After the data is written bufWriter
, we do not need to care about it, and go to the operation.
leastChannel.writeMsgPacketTo(c.bufWriter)
after the call is finished, it is updated later c.sendMonitor
so that it can continue with the correct speed limit.
We already know how the data was sent out, but we haven't found the data on who's watching sending
, so let's keep looking leastChannel.writeMsgPacketTo
:
p2p/connection.go#l655-l663
func (ch *Channel) writeMsgPacketTo(w io.Writer) (n int, err error) { packet := ch.nextMsgPacket() wire.WriteByte(packetTypeMsg, w, &n, &err) wire.WriteBinary(packet, w, &n, &err) if err == nil { ch.recentlySent += int64(n) } return}
Where is the ch.nextMsgPacket()
next piece of data to be sent, and where is it taken out? Is it from sending
?
The subsequent code is to turn the block object into binary and send it into the previous one bufWriter
.
Continue ch.nextMsgPacket()
:
p2p/connection.go#l638-l651
func (ch *Channel) nextMsgPacket() msgPacket { packet := msgPacket{} packet.ChannelID = byte(ch.id) packet.Bytes = ch.sending[:cmn.MinInt(maxMsgPacketPayloadSize, len(ch.sending))] if len(ch.sending) <= maxMsgPacketPayloadSize { packet.EOF = byte(0x01) ch.sending = nil atomic.AddInt32(&ch.sendQueueSize, -1) // decrement sendQueueSize } else { packet.EOF = byte(0x00) ch.sending = ch.sending[cmn.MinInt(maxMsgPacketPayloadSize, len(ch.sending)):] } return packet}
I finally saw sending
it. From here, it sending
is true that there are many pieces of duck's chopping board, and it packet
is a small plate, so it is necessary to put the data in the binate for sending
no more than the specified length packet
, and then judge whether there is sending
any left. If there is, then packet
the EOF
value is 0x00
, otherwise 0x01
, so that the caller knows whether the data is not finished, but also need not to press that called send
Bell.
So until then, we know that the channel itself is concerned sending
, and in order to limit the speed of transmission, it needs to be cut into small pieces.
Finally, we have a third small problem, in fact, we have just in the second question has been made clear.
sending
After the data is taken away, how is it sent to other nodes?
The answer is that sending
when the data is taken out of a block, it is put bufWriter
in and sent directly by the Go net.Conn
object.
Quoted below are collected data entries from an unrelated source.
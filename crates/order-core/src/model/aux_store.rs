use serde::{Deserialize, Serialize};
use serde_json::{Map, Value};

use crate::errors::{OrderError, Result};

/// How [`AuxStore::merge`] treats a key present on both sides
#[derive(Debug, Clone, Copy, PartialEq, Eq, Default, Serialize, Deserialize)]
#[serde(rename_all = "snake_case")]
pub enum MergePolicy {
    /// Incoming values replace existing ones
    #[default]
    Overwrite,
    /// Existing values win
    KeepExisting,
}

/// Auxiliary data attached to an object
///
/// A tree of JSON values: nested mappings are JSON objects and keep their
/// insertion order. Paths are slices of keys, one per nesting level.
#[derive(Debug, Clone, PartialEq, Default, Serialize, Deserialize)]
#[serde(transparent)]
pub struct AuxStore {
    data: Map<String, Value>,
}

impl AuxStore {
    /// Create a new empty store
    pub fn new() -> Self {
        Self { data: Map::new() }
    }

    /// Get the value at a nested path
    ///
    /// # Errors
    ///
    /// Returns `AuxiliaryKeyError` if any segment of the path is absent.
    pub fn get<S: AsRef<str>>(&self, path: &[S]) -> Result<&Value> {
        self.find(path).ok_or_else(|| OrderError::AuxiliaryKeyError {
            path: join_path(path),
        })
    }

    /// Get the value at a nested path, or `default` when absent
    pub fn get_or<'a, S: AsRef<str>>(&'a self, path: &[S], default: &'a Value) -> &'a Value {
        self.find(path).unwrap_or(default)
    }

    /// Get the value at a nested path, if present
    pub fn find<S: AsRef<str>>(&self, path: &[S]) -> Option<&Value> {
        let (last, parents) = path.split_last()?;
        let mut current = &self.data;
        for segment in parents {
            match current.get(segment.as_ref()) {
                Some(Value::Object(map)) => current = map,
                _ => return None,
            }
        }
        current.get(last.as_ref())
    }

    pub fn contains<S: AsRef<str>>(&self, path: &[S]) -> bool {
        self.find(path).is_some()
    }

    /// Set the value at a nested path, creating intermediate mappings
    ///
    /// # Errors
    ///
    /// Returns `AuxiliaryKeyError` for an empty path and
    /// `AuxiliaryPathConflict` when an intermediate segment holds a
    /// non-mapping value. The store is unchanged on error.
    pub fn set<S: AsRef<str>>(&mut self, path: &[S], value: Value) -> Result<()> {
        let (last, parents) = path
            .split_last()
            .ok_or_else(|| OrderError::AuxiliaryKeyError {
                path: String::new(),
            })?;

        // Reject conflicts before touching anything
        let mut current = &self.data;
        for (depth, segment) in parents.iter().enumerate() {
            match current.get(segment.as_ref()) {
                None => break,
                Some(Value::Object(map)) => current = map,
                Some(_) => {
                    return Err(OrderError::AuxiliaryPathConflict {
                        path: join_path(path),
                        segment: join_path(&path[..=depth]),
                    })
                }
            }
        }

        let mut current = &mut self.data;
        for segment in parents {
            let entry = current
                .entry(segment.as_ref())
                .or_insert_with(|| Value::Object(Map::new()));
            current = match entry {
                Value::Object(map) => map,
                _ => {
                    return Err(OrderError::Internal {
                        message: "auxiliary conflict check out of sync".to_string(),
                    })
                }
            };
        }
        current.insert(last.as_ref().to_string(), value);
        Ok(())
    }

    /// Remove the value at a nested path, returning it
    pub fn remove<S: AsRef<str>>(&mut self, path: &[S]) -> Option<Value> {
        let (last, parents) = path.split_last()?;
        let mut current = &mut self.data;
        for segment in parents {
            match current.get_mut(segment.as_ref()) {
                Some(Value::Object(map)) => current = map,
                _ => return None,
            }
        }
        current.shift_remove(last.as_ref())
    }

    /// Remove all entries
    pub fn clear(&mut self) {
        self.data.clear();
    }

    /// Top-level keys in insertion order
    pub fn keys(&self) -> impl Iterator<Item = &String> {
        self.data.keys()
    }

    pub fn iter(&self) -> impl Iterator<Item = (&String, &Value)> {
        self.data.iter()
    }

    pub fn len(&self) -> usize {
        self.data.len()
    }

    pub fn is_empty(&self) -> bool {
        self.data.is_empty()
    }

    /// Recursively merge `other` into this store
    pub fn merge(&mut self, other: &AuxStore, policy: MergePolicy) {
        merge_values(&mut self.data, &other.data, policy);
    }

    /// Keep only the listed top-level keys
    pub fn retain_keys<S: AsRef<str>>(&mut self, keys: &[S]) {
        self.data
            .retain(|key, _| keys.iter().any(|allowed| allowed.as_ref() == key));
    }

    pub fn as_map(&self) -> &Map<String, Value> {
        &self.data
    }
}

impl FromIterator<(String, Value)> for AuxStore {
    fn from_iter<I: IntoIterator<Item = (String, Value)>>(iter: I) -> Self {
        Self {
            data: iter.into_iter().collect(),
        }
    }
}

impl From<Map<String, Value>> for AuxStore {
    fn from(data: Map<String, Value>) -> Self {
        Self { data }
    }
}

impl From<AuxStore> for Map<String, Value> {
    fn from(store: AuxStore) -> Self {
        store.data
    }
}

/// Recursive union of `source` into `target`
///
/// Where both sides hold a mapping at the same key the merge recurses.
/// Otherwise the incoming value replaces the existing one under
/// [`MergePolicy::Overwrite`] and is dropped under
/// [`MergePolicy::KeepExisting`]. Keys only present in `source` are always
/// added.
pub fn merge_values(target: &mut Map<String, Value>, source: &Map<String, Value>, policy: MergePolicy) {
    for (key, incoming) in source {
        match (target.get_mut(key), incoming) {
            (Some(Value::Object(existing)), Value::Object(nested)) => {
                merge_values(existing, nested, policy);
            }
            (Some(existing), _) => {
                if policy == MergePolicy::Overwrite {
                    *existing = incoming.clone();
                }
            }
            (None, _) => {
                target.insert(key.clone(), incoming.clone());
            }
        }
    }
}

fn join_path<S: AsRef<str>>(path: &[S]) -> String {
    path.iter()
        .map(|segment| segment.as_ref())
        .collect::<Vec<_>>()
        .join(".")
}

#[cfg(test)]
mod tests {
    use super::*;
    use serde_json::json;

    fn map(value: Value) -> Map<String, Value> {
        match value {
            Value::Object(map) => map,
            _ => panic!("expected object"),
        }
    }

    #[test]
    fn test_set_creates_intermediate_mappings() {
        let mut aux = AuxStore::new();
        aux.set(&["plot", "color"], json!("red")).unwrap();

        assert_eq!(aux.get(&["plot", "color"]).unwrap(), &json!("red"));
        assert_eq!(aux.get(&["plot"]).unwrap(), &json!({"color": "red"}));
    }

    #[test]
    fn test_get_missing_path_fails() {
        let aux = AuxStore::new();
        let result = aux.get(&["plot", "color"]);
        assert!(matches!(
            result,
            Err(OrderError::AuxiliaryKeyError { ref path }) if path == "plot.color"
        ));
    }

    #[test]
    fn test_get_or_returns_default() {
        let aux = AuxStore::new();
        let default = json!(42);
        assert_eq!(aux.get_or(&["missing"], &default), &json!(42));
    }

    #[test]
    fn test_set_through_scalar_is_rejected_without_mutation() {
        let mut aux = AuxStore::new();
        aux.set(&["lumi"], json!(35.9)).unwrap();
        let before = aux.clone();

        let result = aux.set(&["lumi", "unit"], json!("fb"));

        assert!(matches!(
            result,
            Err(OrderError::AuxiliaryPathConflict { ref segment, .. }) if segment == "lumi"
        ));
        assert_eq!(aux, before);
    }

    #[test]
    fn test_remove_nested() {
        let mut aux = AuxStore::new();
        aux.set(&["a", "b"], json!(1)).unwrap();
        aux.set(&["a", "c"], json!(2)).unwrap();

        assert_eq!(aux.remove(&["a", "b"]), Some(json!(1)));
        assert!(!aux.contains(&["a", "b"]));
        assert!(aux.contains(&["a", "c"]));
        assert_eq!(aux.remove(&["x", "y"]), None);
    }

    #[test]
    fn test_merge_values_overwrite_recurses() {
        let mut target = map(json!({"a": {"x": 1, "y": 2}, "b": 1}));
        let source = map(json!({"a": {"y": 20, "z": 30}, "b": {"nested": true}}));

        merge_values(&mut target, &source, MergePolicy::Overwrite);

        assert_eq!(
            Value::Object(target),
            json!({"a": {"x": 1, "y": 20, "z": 30}, "b": {"nested": true}})
        );
    }

    #[test]
    fn test_merge_values_keep_existing() {
        let mut target = map(json!({"a": {"x": 1}, "b": 1}));
        let source = map(json!({"a": {"x": 10, "w": 5}, "b": 2, "c": 3}));

        merge_values(&mut target, &source, MergePolicy::KeepExisting);

        assert_eq!(
            Value::Object(target),
            json!({"a": {"x": 1, "w": 5}, "b": 1, "c": 3})
        );
    }

    #[test]
    fn test_retain_keys() {
        let mut aux: AuxStore = vec![
            ("a".to_string(), json!(1)),
            ("b".to_string(), json!(2)),
            ("c".to_string(), json!(3)),
        ]
        .into_iter()
        .collect();

        aux.retain_keys(&["a", "c"]);

        assert_eq!(aux.keys().cloned().collect::<Vec<_>>(), vec!["a", "c"]);
    }
}
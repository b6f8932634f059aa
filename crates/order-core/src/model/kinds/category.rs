use super::label::{to_root_latex, Label};
use super::selection::{Selection, SelectionMode};
use super::{
    builtin_relations_named, CATEGORY, CATEGORY_CHILDREN, CATEGORY_VARIABLES, CHANNEL_CATEGORIES,
};
use crate::errors::Result;
use crate::model::{FromIdentity, HasIdentity, HasRelations, IdSpec, UniqueObject};
use crate::ops::relations::RelationDecl;
use crate::unique_object;

/// Category - a phase-space region defined by a selection
///
/// Categories nest through the `category_children` relation; a category may
/// have several parents as long as no cycle is formed.
#[derive(Debug, Clone, PartialEq)]
pub struct Category {
    unique: UniqueObject,
    selection: Selection,
    label: Label,
}

unique_object!(Category, unique);

impl Category {
    /// Create a new, unregistered category selecting everything
    ///
    /// # Errors
    ///
    /// Returns `InvalidIdentity` for an invalid name or id.
    pub fn new(name: impl Into<String>, id: impl Into<IdSpec>) -> Result<Self> {
        Ok(Self::from_unique(UniqueObject::new(CATEGORY, name, id)?))
    }

    pub fn with_selection(mut self, selection: &str) -> Self {
        self.selection.set(selection);
        self
    }

    pub fn selection(&self) -> &str {
        self.selection.as_str()
    }

    pub fn selection_mode(&self) -> SelectionMode {
        self.selection.mode()
    }

    pub fn set_selection(&mut self, selection: &str) {
        self.selection.set(selection);
    }

    pub fn set_selection_mode(&mut self, mode: SelectionMode) {
        self.selection.set_mode(mode);
    }

    /// Combine another selection with the current one
    pub fn add_selection(&mut self, selection: &str, op: Option<&str>, bracket: bool) {
        self.selection.add(selection, op, bracket);
    }

    pub fn label(&self) -> &str {
        self.label.label(self.name())
    }

    pub fn label_short(&self) -> &str {
        self.label.short(self.name())
    }

    pub fn label_root(&self) -> String {
        to_root_latex(self.label())
    }

    pub fn set_label(&mut self, label: Option<String>, short: Option<String>) {
        self.label = Label::new(label, short);
    }
}

impl FromIdentity for Category {
    fn from_unique(unique: UniqueObject) -> Self {
        Self {
            unique,
            selection: Selection::default(),
            label: Label::default(),
        }
    }
}

impl HasRelations for Category {
    fn relation_decls() -> Vec<RelationDecl> {
        builtin_relations_named(&[CHANNEL_CATEGORIES, CATEGORY_CHILDREN, CATEGORY_VARIABLES])
    }
}
use std::sync::Arc;

use uuid::Uuid;

use crate::event::Event;

/// An event handler with a stable identity.
///
/// Clones share the identity, so the value used to subscribe is also the
/// value that unsubscribes. Two listeners created from the same closure are
/// still different listeners.
#[derive(Clone)]
pub struct Listener {
    id: Uuid,
    handler: Arc<dyn Fn(&Event) + Send + Sync>,
}

impl Listener {
    pub fn new<F>(handler: F) -> Self
    where
        F: Fn(&Event) + Send + Sync + 'static,
    {
        Listener {
            id: Uuid::new_v4(),
            handler: Arc::new(handler),
        }
    }

    pub fn id(&self) -> &Uuid {
        &self.id
    }

    pub fn call(&self, event: &Event) {
        (self.handler)(event)
    }
}

impl PartialEq for Listener {
    fn eq(&self, other: &Self) -> bool {
        self.id == other.id
    }
}

impl Eq for Listener {}

impl std::fmt::Debug for Listener {
    fn fmt(&self, f: &mut std::fmt::Formatter<'_>) -> std::fmt::Result {
        f.debug_tuple("Listener").field(&self.id).finish()
    }
}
At this level, we don't need to go any further.
Summarize
Since the method calls involved in this article are much more, it may be messy to read, so in the end, we call the chain complement complete, put in the last:
Node.Start
----- SyncManager.Start
SyncManager.netStart
Switch.DialSeeds
Switch.AddPeer
Switch.startInitPeer
Peer.OnStart
MConnection.OnStart
...
Node.Start
------ SyncManager.Start
SyncManager.netStart
Switch.OnStart
Switch.listenerRoutine
Switch.addPeerWithConnectionAndConfig
Switch.AddPeer
Switch.startInitPeer
Peer.OnStart
MConnection.OnStart
...
Then it is:
MConnection.sendRoutine
---- MConnection.send
MConnection.sendSomeMsgPackets
MConnection.sendMsgPacket
MConnection.writeMsgPacketTo
MConnection.nextMsgPacket
MConnection.sending
In the end, my feeling is that a complex problem looks scary at first, but once it's broken down into small problems, it's not as complicated as it is to focus on one conquer at a time.